** Task requirements **
Copy out every line from the records that includes "accepted".

+ + +

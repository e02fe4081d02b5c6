//! API client for the churn pipeline service

use anyhow::{Context, Result};
use reqwest::{Client, Response, StatusCode};
use serde::{de::DeserializeOwned, Deserialize, Serialize};
use serde_json::{Map, Value};
use std::collections::HashMap;
use url::Url;

/// API client for the churn pipeline service
pub struct ApiClient {
    client: Client,
    base_url: Url,
}

impl ApiClient {
    /// Create a new API client
    pub fn new(base_url: &str) -> Result<Self> {
        // training runs inside the request
        let client = Client::builder()
            .timeout(std::time::Duration::from_secs(300))
            .build()
            .context("Failed to create HTTP client")?;

        let base_url = Url::parse(base_url).context("Invalid API URL")?;

        Ok(Self { client, base_url })
    }

    /// Make a GET request
    pub async fn get<T: DeserializeOwned>(&self, path: &str) -> Result<T> {
        let response = self.send_get(path).await?;
        Self::parse(response, &[]).await
    }

    /// GET a probe endpoint; a 503 still carries a status body
    pub async fn get_probe<T: DeserializeOwned>(&self, path: &str) -> Result<T> {
        let response = self.send_get(path).await?;
        Self::parse(response, &[StatusCode::SERVICE_UNAVAILABLE]).await
    }

    /// Make a POST request with JSON body
    pub async fn post<T: DeserializeOwned, B: Serialize>(&self, path: &str, body: &B) -> Result<T> {
        let url = self.base_url.join(path).context("Invalid path")?;

        let response = self
            .client
            .post(url)
            .json(body)
            .send()
            .await
            .context("Failed to send request")?;

        Self::parse(response, &[]).await
    }

    async fn send_get(&self, path: &str) -> Result<Response> {
        let url = self.base_url.join(path).context("Invalid path")?;
        self.client
            .get(url)
            .send()
            .await
            .context("Failed to send request")
    }

    async fn parse<T: DeserializeOwned>(response: Response, accepted: &[StatusCode]) -> Result<T> {
        let status = response.status();
        if !status.is_success() && !accepted.contains(&status) {
            let body = response.text().await.unwrap_or_default();
            let message = serde_json::from_str::<ErrorResponse>(&body)
                .map(|e| e.error)
                .unwrap_or(body);
            anyhow::bail!("API error ({}): {}", status, message);
        }

        response.json().await.context("Failed to parse response")
    }
}

// API response types

#[derive(Debug, Clone, Serialize, Deserialize)]
pub struct TrainingReport {
    pub messages: Vec<String>,
    pub success: bool,
    pub model: Option<String>,
    pub evaluation: Option<String>,
    pub checksum: Option<String>,
    #[serde(default)]
    pub records: usize,
    pub accuracy: Option<f64>,
}

#[derive(Debug, Clone, Serialize, Deserialize)]
pub struct MetricDelta {
    pub metric: String,
    pub production: f64,
    pub staged: f64,
    pub delta: f64,
}

#[derive(Debug, Clone, Serialize, Deserialize)]
pub struct Comparison {
    pub promote: bool,
    pub message: String,
    pub checked: Vec<MetricDelta>,
}

#[derive(Debug, Clone, Serialize, Deserialize)]
pub struct PublishReport {
    pub messages: Vec<String>,
    pub outcome: String,
    pub promoted: bool,
    pub live_model: Option<String>,
    pub states: Vec<String>,
    #[serde(skip_serializing_if = "Option::is_none")]
    pub comparison: Option<Comparison>,
    #[serde(skip_serializing_if = "Option::is_none")]
    pub fault: Option<String>,
}

#[derive(Debug, Clone, Serialize, Deserialize)]
pub struct PredictRequest {
    pub records: Vec<Map<String, Value>>,
}

#[derive(Debug, Clone, Serialize, Deserialize)]
pub struct Prediction {
    pub churn: u8,
    pub probability: f64,
}

#[derive(Debug, Clone, Serialize, Deserialize)]
pub struct PredictionResponse {
    pub model: String,
    pub predictions: Vec<Prediction>,
}

#[derive(Debug, Clone, Serialize, Deserialize)]
pub struct ComponentHealth {
    pub status: String,
    #[serde(skip_serializing_if = "Option::is_none")]
    pub message: Option<String>,
    pub last_check_timestamp: i64,
}

#[derive(Debug, Clone, Serialize, Deserialize)]
pub struct HealthResponse {
    pub status: String,
    pub components: HashMap<String, ComponentHealth>,
}

#[derive(Debug, Clone, Serialize, Deserialize)]
pub struct ReadinessResponse {
    pub ready: bool,
    #[serde(skip_serializing_if = "Option::is_none")]
    pub reason: Option<String>,
}

#[derive(Debug, Clone, Serialize, Deserialize)]
pub struct ErrorResponse {
    pub error: String,
}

+ + +

** Task result **
    async fn parse<T: DeserializeOwned>(response: Response, accepted: &[StatusCode]) -> Result<T> {
        if !status.is_success() && !accepted.contains(&status) {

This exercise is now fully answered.